:: Data for processing ::
impl Config {
    /// Load configuration from a YAML file
    pub fn from_file(path: &PathBuf) -> Result<Self, ConfigError> {
        let content = std::fs::read_to_string(path)
            .map_err(|e| ConfigError::ReadError(path.clone(), e.to_string()))?;

        Self::from_str(&content)
    }

    /// Parse configuration from a YAML string
    ///
    /// `${VAR}` references are substituted from the environment first.
    pub fn from_str(content: &str) -> Result<Self, ConfigError> {
        let content = substitute_env_vars(content)?;
        let raw: RawConfig =
            serde_yaml::from_str(&content).map_err(|e| ConfigError::ParseError(e.to_string()))?;
        raw.resolve()
    }

    /// Validate the configuration
    pub fn validate(&self) -> Result<(), ConfigError> {
        if self.s3.bucket.is_empty() {
            return Err(ConfigError::ValidationError(
                "S3 bucket cannot be empty".to_string(),
            ));
        }

        if self.s3.part_size < MIN_PART_SIZE {
            return Err(ConfigError::ValidationError(format!(
                "part_size must be at least {} bytes, got {}",
                MIN_PART_SIZE, self.s3.part_size
            )));
        }

        if self.s3.multipart_threshold < self.s3.part_size {
            return Err(ConfigError::ValidationError(format!(
                "multipart_threshold ({}) cannot be smaller than part_size ({})",
                self.s3.multipart_threshold, self.s3.part_size
            )));
        }

        if let Some(acl) = self.options.get(MetaOption::Acl) {
            if crate::client::CannedAcl::parse(acl).is_none() {
                return Err(ConfigError::ValidationError(format!(
                    "Unknown canned ACL: {}",
                    acl
                )));
            }
        }

        Ok(())
    }
}

/// Parse size string like "1GB" to bytes
pub fn parse_size(s: &str) -> Option<u64> {
    let s = s.trim().to_uppercase();
    let (num_part, suffix) = if s.ends_with("GB") {
        (&s[..s.len() - 2], 1024 * 1024 * 1024)
    } else if s.ends_with("MB") {
        (&s[..s.len() - 2], 1024 * 1024)
    } else if s.ends_with("KB") {
        (&s[..s.len() - 2], 1024)
    } else if s.ends_with('B') {
        (&s[..s.len() - 1], 1)
    } else {
        (s.as_str(), 1)
    };

    num_part.trim().parse::<u64>().ok()?.checked_mul(suffix)
}

/// Configuration error types
#[derive(Debug, thiserror::Error)]
pub enum ConfigError {
    #[error("Failed to read config file {0}: {1}")]
    ReadError(PathBuf, String),

    #[error("Failed to parse config: {0}")]
    ParseError(String),

    #[error("Configuration validation error: {0}")]
    ValidationError(String),
}

impl From<ConfigError> for crate::error::AdapterError {
    fn from(e: ConfigError) -> Self {
        crate::error::AdapterError::Config(e.to_string())
    }
}

#[cfg(test)]
mod tests {
    use super::*;

    #[test]
    fn test_parse_minimal_config() {
        let yaml = r#"
s3:
  bucket: my-bucket
"#;

        let config = Config::from_str(yaml).unwrap();
        assert_eq!(config.logging.level, "info");
        assert_eq!(config.s3.bucket, "my-bucket");
        assert_eq!(config.s3.prefix, None);
        assert_eq!(config.s3.multipart_threshold, DEFAULT_MULTIPART_THRESHOLD);
        assert_eq!(config.s3.part_size, DEFAULT_PART_SIZE);
        assert!(config.options.is_empty());
        config.validate().unwrap();
    }

    #[test]
    fn test_parse_full_config() {
        let yaml = r#"
logging:
  level: debug

s3:
  bucket: shared-bucket
  region: us-west-2
  prefix: "uploads/"
  endpoint: "http://localhost:9000"
  force_path_style: true
  timeout: 30s
  multipart_threshold: 32MB
  part_size: 16MB

options:
  CacheControl: "max-age=3600"
  ServerSideEncryption: AES256
  ContentLength: 10
  Metadata:
    owner: team-a
"#;

        let config = Config::from_str(yaml).unwrap();
        assert_eq!(config.logging.level, "debug");
        assert_eq!(config.s3.region.as_deref(), Some("us-west-2"));
        assert_eq!(config.s3.prefix.as_deref(), Some("uploads/"));
        assert_eq!(config.s3.endpoint.as_deref(), Some("http://localhost:9000"));
        assert!(config.s3.force_path_style);
        assert_eq!(config.s3.timeout, Some(Duration::from_secs(30)));
        assert_eq!(config.s3.multipart_threshold, 32 * 1024 * 1024);
        assert_eq!(config.s3.part_size, 16 * 1024 * 1024);

        assert_eq!(config.options.get(MetaOption::CacheControl), Some("max-age=3600"));
        assert_eq!(config.options.get(MetaOption::ServerSideEncryption), Some("AES256"));
        assert_eq!(config.options.get(MetaOption::ContentLength), Some("10"));
        assert_eq!(
            config.options.metadata().get("owner").map(String::as_str),
            Some("team-a")
        );
        config.validate().unwrap();
    }

    #[test]
    fn test_unknown_option_rejected() {
        let yaml = r#"
s3:
  bucket: b
options:
  NotAnOption: x
"#;
        let err = Config::from_str(yaml).unwrap_err();
        assert!(err.to_string().contains("NotAnOption"));
    }

    #[test]
    fn test_env_substitution() {
        std::env::set_var("S3FS_TEST_BUCKET", "from-env");
        let yaml = r#"
s3:
  bucket: ${S3FS_TEST_BUCKET}
"#;
        let config = Config::from_str(yaml).unwrap();
        assert_eq!(config.s3.bucket, "from-env");
        std::env::remove_var("S3FS_TEST_BUCKET");
    }

    #[test]
    fn test_partial_credentials_rejected() {
        let yaml = r#"
s3:
  bucket: b
  access_key_id: AKIA
"#;
        assert!(Config::from_str(yaml).is_err());
    }

    #[test]
    fn test_validate() {
        let yaml = r#"
s3:
  bucket: ""
"#;
        assert!(Config::from_str(yaml).unwrap().validate().is_err());

        let yaml = r#"
s3:
  bucket: b
  part_size: 1MB
"#;
        assert!(Config::from_str(yaml).unwrap().validate().is_err());

        let yaml = r#"
s3:
  bucket: b
  multipart_threshold: 8MB
  part_size: 10MB
"#;
        assert!(Config::from_str(yaml).unwrap().validate().is_err());

        let yaml = r#"
s3:
  bucket: b
options:
  ACL: everyone-writes
"#;
        assert!(Config::from_str(yaml).unwrap().validate().is_err());
    }

    #[test]
    fn test_parse_size() {
        assert_eq!(parse_size("1GB"), Some(1024 * 1024 * 1024));
        assert_eq!(parse_size("500MB"), Some(500 * 1024 * 1024));
        assert_eq!(parse_size("100KB"), Some(100 * 1024));
        assert_eq!(parse_size("1024B"), Some(1024));
        assert_eq!(parse_size("1024"), Some(1024));
        assert_eq!(parse_size("lots"), None);
        assert_eq!(parse_size("99999999999GB"), None);
    }

    #[test]
    fn test_oversized_part_size_rejected() {
        let yaml = r#"
s3:
  bucket: b
  part_size: 99999999999GB
"#;
        assert!(matches!(
            Config::from_str(yaml),
            Err(ConfigError::ValidationError(_))
        ));
    }

    #[test]
    fn test_meta_option_names() {
        for opt in MetaOption::ALL {
            assert_eq!(opt.as_str().parse::<MetaOption>().unwrap(), opt);
        }
        assert_eq!("GrantReadACP".parse::<MetaOption>().unwrap(), MetaOption::GrantReadAcp);
        assert!("grantreadacp".parse::<MetaOption>().is_err());
    }

    #[test]
    fn test_write_config_get_has() {
        let config = WriteConfig::new()
            .with_visibility(Visibility::Public)
            .with_mimetype("text/markdown")
            .with_option(MetaOption::CacheControl, "no-cache")
            .with_metadata("k", "v");

        assert_eq!(config.get("visibility").as_deref(), Some("public"));
        assert_eq!(config.get("mimetype").as_deref(), Some("text/markdown"));
        assert_eq!(config.get("CacheControl").as_deref(), Some("no-cache"));
        assert!(config.has("Metadata"));
        assert!(config.has("CacheControl"));
        assert!(!config.has("Tagging"));
        assert!(!config.has("bogus"));
    }
}
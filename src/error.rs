use std::io;
use thiserror::Error;

/// Error reported by an object storage client
#[derive(Error, Debug, Clone)]
pub enum ProviderError {
    #[error("Object not found: {key}")]
    NotFound { key: String },

    #[error("{operation} failed with status {status}: {message}")]
    Service {
        operation: &'static str,
        status: u16,
        code: Option<String>,
        message: String,
    },

    #[error("Multipart upload of {key} failed: {message}")]
    MultipartUpload { key: String, message: String },

    #[error("Bulk delete under {prefix} failed for {} object(s): {message}", .failed.len())]
    DeleteMultiple {
        prefix: String,
        failed: Vec<String>,
        message: String,
    },

    #[error("{operation} transport error: {message}")]
    Transport {
        operation: &'static str,
        message: String,
    },
}

impl ProviderError {
    pub fn not_found(key: impl Into<String>) -> Self {
        ProviderError::NotFound { key: key.into() }
    }

    /// HTTP-like status code carried by the error, if any
    pub fn status(&self) -> Option<u16> {
        match self {
            ProviderError::NotFound { .. } => Some(404),
            ProviderError::Service { status, .. } => Some(*status),
            _ => None,
        }
    }

    pub fn is_not_found(&self) -> bool {
        self.status() == Some(404)
    }
}

/// Main error type for adapter operations
///
/// Expected outcomes (missing objects, failed multipart uploads, failed bulk
/// deletes) are reported as values by the adapter; only conditions it cannot
/// recover from end up here.
#[derive(Error, Debug)]
pub enum AdapterError {
    #[error(transparent)]
    Provider(#[from] ProviderError),

    #[error("Invalid path: {0}")]
    InvalidPath(String),

    #[error("Configuration error: {0}")]
    Config(String),

    #[error("I/O error: {0}")]
    Io(#[from] io::Error),
}

impl AdapterError {
    /// Status code of the underlying provider error, if any
    pub fn status(&self) -> Option<u16> {
        match self {
            AdapterError::Provider(e) => e.status(),
            _ => None,
        }
    }
}

/// Result type alias for adapter operations
pub type Result<T> = std::result::Result<T, AdapterError>;
//! MorseKit RX - decode Morse audio from a WAV file

use anyhow::Result;
use clap::Parser;
use morsekit_tools::{read_wav, text_of, Decoder, RxConfig};

fn main() -> Result<()> {
    // Initialize logging
    tracing_subscriber::fmt().init();

    let config = RxConfig::parse();

    let (samples, sample_rate) = read_wav(&config.input)?;
    if config.verbose {
        println!("Read {} samples at {} Hz", samples.len(), sample_rate);
    }

    let mut decoder = Decoder::new(&config)?;
    let decoded = decoder.decode(&samples, sample_rate)?;

    if config.json {
        for character in &decoded {
            println!("{}", serde_json::to_string(character)?);
        }
    } else {
        println!("{}", text_of(&decoded));
    }

    if config.adaptive && config.verbose {
        println!("Tracked speed: {} WPM", decoder.speed());
    }

    if let Some(path) = &config.output {
        std::fs::write(path, text_of(&decoded))?;
    }

    Ok(())
}
//! Transmitter configuration and implementation

use anyhow::Result;
use clap::Parser;
use serde::{Deserialize, Serialize};
use std::f64::consts::PI;
use std::path::{Path, PathBuf};

use morsekit_keying::error::{KeyingError, Result as KeyingResult};
use morsekit_keying::prelude::*;

/// Transmitter configuration
#[derive(Debug, Clone, Serialize, Deserialize, Parser)]
#[command(name = "tx")]
#[command(about = "MorseKit transmitter tool")]
pub struct TxConfig {
    /// Output file path (WAV audio)
    #[arg(short, long)]
    pub output: PathBuf,

    /// Input text to transmit
    #[arg(short, long)]
    pub text: Option<String>,

    /// Input file path (text file)
    #[arg(short, long)]
    pub file: Option<PathBuf>,

    /// Sending speed in words per minute
    #[arg(short, long, default_value = "20")]
    pub speed: u32,

    /// Tone frequency in Hz
    #[arg(long, default_value = "700")]
    pub frequency: u32,

    /// Volume in percent
    #[arg(long, default_value = "70")]
    pub volume: u32,

    /// Extra inter-character spacing in dot units
    #[arg(long, default_value = "0")]
    pub gap: u32,

    /// Dot/dash weighting in percent (50 is neutral)
    #[arg(long, default_value = "50")]
    pub weighting: u32,

    /// Sample rate in Hz
    #[arg(long, default_value = "48000")]
    pub sample_rate: u32,

    /// Enable verbose output
    #[arg(short, long)]
    pub verbose: bool,
}

impl Default for TxConfig {
    fn default() -> Self {
        Self {
            output: PathBuf::from("output.wav"),
            text: None,
            file: None,
            speed: 20,
            frequency: 700,
            volume: 70,
            gap: 0,
            weighting: 50,
            sample_rate: 48000,
            verbose: false,
        }
    }
}

/// Sink that renders tones into a 16-bit mono WAV file.
///
/// Keeps the sine phase across tones so back-to-back marks are
/// click-free, and shapes each mark's rise and fall with the tone's
/// slope.
pub struct WavSink {
    path: PathBuf,
    writer: Option<hound::WavWriter<std::io::BufWriter<std::fs::File>>>,
    sample_rate: u32,
    amplitude: f64,
    phase: f64,
}

impl WavSink {
    pub fn new(path: &Path, volume_percent: u32) -> Self {
        Self {
            path: path.to_path_buf(),
            writer: None,
            sample_rate: 48000,
            amplitude: f64::from(volume_percent.min(100)) / 100.0,
            phase: 0.0,
        }
    }

    fn writer(&mut self) -> KeyingResult<&mut hound::WavWriter<std::io::BufWriter<std::fs::File>>> {
        self.writer.as_mut().ok_or(KeyingError::NotRunning)
    }

    fn sink_err(e: impl std::fmt::Display) -> KeyingError {
        KeyingError::SinkFailed { msg: e.to_string() }
    }

    fn envelope(shape: SlopeShape, progress: f64) -> f64 {
        match shape {
            SlopeShape::Rectangular => 1.0,
            SlopeShape::Linear => progress,
            SlopeShape::RaisedCosine => 0.5 * (1.0 - (PI * progress).cos()),
            SlopeShape::Sine => (PI / 2.0 * progress).sin(),
        }
    }
}

impl Sink for WavSink {
    fn configure(&mut self, sample_rate: u32) -> KeyingResult<()> {
        self.sample_rate = sample_rate;
        Ok(())
    }

    fn start(&mut self) -> KeyingResult<()> {
        let spec = hound::WavSpec {
            channels: 1,
            sample_rate: self.sample_rate,
            bits_per_sample: 16,
            sample_format: hound::SampleFormat::Int,
        };
        let writer = hound::WavWriter::create(&self.path, spec).map_err(Self::sink_err)?;
        self.writer = Some(writer);
        self.phase = 0.0;
        Ok(())
    }

    fn stop(&mut self) -> KeyingResult<()> {
        if let Some(writer) = self.writer.take() {
            writer.finalize().map_err(Self::sink_err)?;
        }
        Ok(())
    }

    fn play_tone(&mut self, tone: &Tone, slope_duration_us: u32) -> KeyingResult<()> {
        let sample_rate = self.sample_rate;
        let amplitude = self.amplitude;
        let num_samples =
            (u64::from(tone.duration_us) * u64::from(sample_rate) / 1_000_000) as usize;

        if tone.is_silent() {
            let writer = self.writer()?;
            for _ in 0..num_samples {
                writer.write_sample(0i16).map_err(Self::sink_err)?;
            }
            return Ok(());
        }

        let slope_samples =
            (u64::from(slope_duration_us) * u64::from(sample_rate) / 1_000_000) as usize;
        let slope_samples = slope_samples.min(num_samples / 2);
        let omega = 2.0 * PI * f64::from(tone.frequency_hz) / f64::from(sample_rate);
        let shape = tone.slope;

        let mut phase = self.phase;
        let writer = self.writer()?;
        for i in 0..num_samples {
            let mut gain = 1.0;
            if slope_samples > 0 {
                if i < slope_samples {
                    gain = Self::envelope(shape, i as f64 / slope_samples as f64);
                } else if i >= num_samples - slope_samples {
                    let progress = (num_samples - 1 - i) as f64 / slope_samples as f64;
                    gain = Self::envelope(shape, progress);
                }
            }
            let value = amplitude * gain * phase.sin();
            let sample = (value * 32767.0).clamp(-32767.0, 32767.0) as i16;
            writer.write_sample(sample).map_err(Self::sink_err)?;
            phase += omega;
            if phase >= 2.0 * PI {
                phase -= 2.0 * PI;
            }
        }
        self.phase = phase;
        Ok(())
    }

    fn play_forever(&mut self, _frequency_hz: u32) -> KeyingResult<()> {
        // A file has no notion of "until further notice"; straight-key
        // output needs a live audio backend.
        tracing::warn!("forever tones cannot be rendered to a WAV file, ignoring");
        Ok(())
    }

    fn silence_now(&mut self) -> KeyingResult<()> {
        Ok(())
    }
}

/// MorseKit transmitter: renders text to a WAV file through a generator.
pub struct Transmitter {
    config: TxConfig,
}

impl Transmitter {
    /// Create a new transmitter with the given configuration
    pub fn new(config: TxConfig) -> Result<Self> {
        if config.text.is_none() && config.file.is_none() {
            anyhow::bail!("Either text or file must be specified");
        }
        Ok(Self { config })
    }

    /// Render the configured message and return the decoded text that was
    /// sent.
    pub fn transmit(&self) -> Result<String> {
        let text = if let Some(text) = &self.config.text {
            text.clone()
        } else if let Some(file) = &self.config.file {
            std::fs::read_to_string(file)?
        } else {
            anyhow::bail!("No text or file specified");
        };

        // Drop anything the character table cannot express rather than
        // failing the whole transmission.
        let sendable: String = text
            .chars()
            .filter(|c| {
                let known = morsekit_core::charset::is_valid_character(*c);
                if !known {
                    tracing::warn!(character = %c, "skipping unsendable character");
                }
                known
            })
            .collect();

        if self.config.verbose {
            println!("Transmitting: {}", sendable);
        }

        let settings = GeneratorSettings {
            speed_wpm: self.config.speed,
            frequency_hz: self.config.frequency,
            volume_percent: self.config.volume,
            gap_units: self.config.gap,
            weighting_percent: self.config.weighting,
            ..GeneratorSettings::default()
        };

        let sink = WavSink::new(&self.config.output, self.config.volume);
        let generator = Generator::with_settings(Box::new(sink), settings)?;
        generator.set_sample_rate(self.config.sample_rate)?;

        generator.enqueue_string(&sendable)?;
        let tones = generator.queue_length();
        generator.start()?;
        generator.wait_for_queue_level(0);
        // stop() joins the drain thread and finalizes the WAV header.
        generator.stop();

        if self.config.verbose {
            println!("Rendered {} tones to {:?}", tones, self.config.output);
        }
        Ok(sendable)
    }
}
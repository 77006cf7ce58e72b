//! MorseKit Receiver - the decoding side of the engine
//!
//! This crate turns key-up/key-down timestamps into text: a state machine
//! classifies mark and space durations against either fixed tolerance bands
//! or an adaptively tracked speed threshold, accumulates dot/dash symbols,
//! and yields decoded characters through a non-blocking polling interface.

pub mod error;
pub mod receiver;
pub mod stats;
pub mod tracking;

pub use error::{ReceiveError, Result};

/// Re-export commonly used types
pub mod prelude {
    pub use crate::{
        error::{ReceiveError, Result},
        receiver::{
            PolledCharacter, PolledRepresentation, Receiver, ReceiverSettings, ReceiverState,
        },
        stats::{StatisticCategory, Statistics},
        tracking::AverageTracker,
    };
}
:::
Prompt
Pull every line containing "client" out of the records.

Task response
            if crate::client::CannedAcl::parse(acl).is_none() {
/// Error reported by an object storage client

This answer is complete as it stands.